[Opening Records for the exercise section]
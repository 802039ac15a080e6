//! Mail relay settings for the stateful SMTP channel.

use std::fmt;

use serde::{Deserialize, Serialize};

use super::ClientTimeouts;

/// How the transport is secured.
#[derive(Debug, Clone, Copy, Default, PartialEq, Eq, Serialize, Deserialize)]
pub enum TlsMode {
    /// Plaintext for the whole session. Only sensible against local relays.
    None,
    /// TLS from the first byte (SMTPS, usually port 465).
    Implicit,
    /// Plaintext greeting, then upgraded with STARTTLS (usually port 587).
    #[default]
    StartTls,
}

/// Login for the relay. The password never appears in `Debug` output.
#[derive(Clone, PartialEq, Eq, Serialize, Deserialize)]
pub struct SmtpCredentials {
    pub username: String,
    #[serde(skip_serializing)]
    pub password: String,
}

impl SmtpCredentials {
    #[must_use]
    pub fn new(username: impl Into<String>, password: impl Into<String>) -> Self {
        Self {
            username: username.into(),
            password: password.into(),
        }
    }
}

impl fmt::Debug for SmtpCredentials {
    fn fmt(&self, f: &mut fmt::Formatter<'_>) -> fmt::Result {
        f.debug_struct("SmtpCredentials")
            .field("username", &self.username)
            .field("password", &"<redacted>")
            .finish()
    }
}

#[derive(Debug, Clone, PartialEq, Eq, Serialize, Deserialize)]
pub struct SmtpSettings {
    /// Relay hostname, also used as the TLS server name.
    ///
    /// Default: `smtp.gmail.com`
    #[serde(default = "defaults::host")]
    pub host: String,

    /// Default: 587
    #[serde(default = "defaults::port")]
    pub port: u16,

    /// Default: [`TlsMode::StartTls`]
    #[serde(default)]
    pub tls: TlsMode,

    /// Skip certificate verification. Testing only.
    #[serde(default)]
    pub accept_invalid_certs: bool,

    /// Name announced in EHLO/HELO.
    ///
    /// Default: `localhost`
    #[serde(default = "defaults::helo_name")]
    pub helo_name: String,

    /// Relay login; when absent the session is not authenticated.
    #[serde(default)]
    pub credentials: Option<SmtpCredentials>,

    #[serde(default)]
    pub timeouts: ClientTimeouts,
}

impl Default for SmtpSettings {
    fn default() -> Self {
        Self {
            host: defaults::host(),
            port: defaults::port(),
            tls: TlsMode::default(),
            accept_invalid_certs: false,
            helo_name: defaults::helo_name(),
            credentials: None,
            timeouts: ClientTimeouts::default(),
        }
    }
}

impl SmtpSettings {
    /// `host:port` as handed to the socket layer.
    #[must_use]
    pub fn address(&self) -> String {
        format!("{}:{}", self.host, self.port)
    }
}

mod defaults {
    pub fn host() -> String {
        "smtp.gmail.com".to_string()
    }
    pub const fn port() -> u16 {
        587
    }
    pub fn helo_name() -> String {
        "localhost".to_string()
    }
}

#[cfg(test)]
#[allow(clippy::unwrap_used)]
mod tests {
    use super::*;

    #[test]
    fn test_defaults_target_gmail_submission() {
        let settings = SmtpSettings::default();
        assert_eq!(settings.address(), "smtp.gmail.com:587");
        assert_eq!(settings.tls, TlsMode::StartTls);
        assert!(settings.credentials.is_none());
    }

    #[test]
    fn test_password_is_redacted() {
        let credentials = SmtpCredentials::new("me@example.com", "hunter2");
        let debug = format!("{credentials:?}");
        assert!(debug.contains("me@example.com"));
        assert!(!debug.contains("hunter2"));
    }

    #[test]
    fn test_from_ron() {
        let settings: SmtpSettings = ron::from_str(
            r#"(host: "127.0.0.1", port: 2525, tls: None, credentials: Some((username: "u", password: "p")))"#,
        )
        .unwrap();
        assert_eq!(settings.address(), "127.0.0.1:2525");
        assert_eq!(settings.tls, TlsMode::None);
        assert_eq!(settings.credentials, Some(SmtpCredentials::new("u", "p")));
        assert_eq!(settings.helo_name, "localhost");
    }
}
[Closing Records for the exercise section]
[Opening Records for the exercise section]
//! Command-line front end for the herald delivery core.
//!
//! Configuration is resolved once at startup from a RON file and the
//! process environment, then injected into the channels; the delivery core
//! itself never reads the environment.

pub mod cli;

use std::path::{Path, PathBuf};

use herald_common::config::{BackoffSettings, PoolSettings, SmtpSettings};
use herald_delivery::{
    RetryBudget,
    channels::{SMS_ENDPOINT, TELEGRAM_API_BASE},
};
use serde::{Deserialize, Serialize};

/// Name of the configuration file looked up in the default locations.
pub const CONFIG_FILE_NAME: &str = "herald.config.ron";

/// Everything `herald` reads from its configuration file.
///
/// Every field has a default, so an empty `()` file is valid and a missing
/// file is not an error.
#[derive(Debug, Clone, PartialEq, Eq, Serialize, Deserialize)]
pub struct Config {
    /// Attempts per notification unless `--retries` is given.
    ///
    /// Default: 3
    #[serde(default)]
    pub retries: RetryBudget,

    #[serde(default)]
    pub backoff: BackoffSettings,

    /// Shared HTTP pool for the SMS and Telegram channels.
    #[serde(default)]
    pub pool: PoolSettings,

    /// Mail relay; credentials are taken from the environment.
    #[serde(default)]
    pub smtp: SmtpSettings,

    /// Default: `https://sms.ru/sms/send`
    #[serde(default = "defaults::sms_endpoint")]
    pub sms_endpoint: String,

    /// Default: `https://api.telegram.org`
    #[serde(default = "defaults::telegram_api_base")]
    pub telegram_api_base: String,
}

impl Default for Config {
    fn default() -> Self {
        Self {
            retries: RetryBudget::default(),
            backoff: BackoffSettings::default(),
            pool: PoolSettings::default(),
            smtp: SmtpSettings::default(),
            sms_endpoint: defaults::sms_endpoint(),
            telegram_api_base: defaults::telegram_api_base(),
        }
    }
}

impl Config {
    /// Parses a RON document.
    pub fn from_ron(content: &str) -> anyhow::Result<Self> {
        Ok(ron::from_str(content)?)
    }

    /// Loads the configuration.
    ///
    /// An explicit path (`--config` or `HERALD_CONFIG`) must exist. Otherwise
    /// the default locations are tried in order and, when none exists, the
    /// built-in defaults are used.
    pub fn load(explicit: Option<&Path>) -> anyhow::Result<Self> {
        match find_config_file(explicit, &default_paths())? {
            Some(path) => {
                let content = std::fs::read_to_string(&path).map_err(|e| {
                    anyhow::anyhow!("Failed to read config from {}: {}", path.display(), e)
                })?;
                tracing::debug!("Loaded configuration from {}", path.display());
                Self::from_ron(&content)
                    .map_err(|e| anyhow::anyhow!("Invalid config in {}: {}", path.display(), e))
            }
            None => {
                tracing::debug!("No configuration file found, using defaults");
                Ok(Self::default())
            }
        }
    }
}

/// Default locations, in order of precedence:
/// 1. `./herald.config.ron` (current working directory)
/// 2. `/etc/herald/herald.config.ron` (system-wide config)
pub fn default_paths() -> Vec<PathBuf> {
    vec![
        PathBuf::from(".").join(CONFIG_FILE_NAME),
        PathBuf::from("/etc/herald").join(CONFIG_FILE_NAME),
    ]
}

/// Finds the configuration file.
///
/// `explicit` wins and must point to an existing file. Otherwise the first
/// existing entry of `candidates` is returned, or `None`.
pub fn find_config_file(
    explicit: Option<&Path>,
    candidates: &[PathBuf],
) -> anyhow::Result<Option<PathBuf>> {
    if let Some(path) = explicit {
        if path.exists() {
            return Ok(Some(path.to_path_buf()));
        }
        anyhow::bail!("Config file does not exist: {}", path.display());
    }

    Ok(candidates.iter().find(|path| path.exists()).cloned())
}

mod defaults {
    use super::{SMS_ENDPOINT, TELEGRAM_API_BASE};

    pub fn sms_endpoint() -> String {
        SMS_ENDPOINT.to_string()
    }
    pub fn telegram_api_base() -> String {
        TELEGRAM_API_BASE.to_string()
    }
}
[Closing Records for the exercise section]
▶ The task: Within the data above, find the lines that contain the word "tracing" and copy each of them.

▶ Answer to this exercise:
                tracing::debug!("Loaded configuration from {}", path.display());
                tracing::debug!("No configuration file found, using defaults");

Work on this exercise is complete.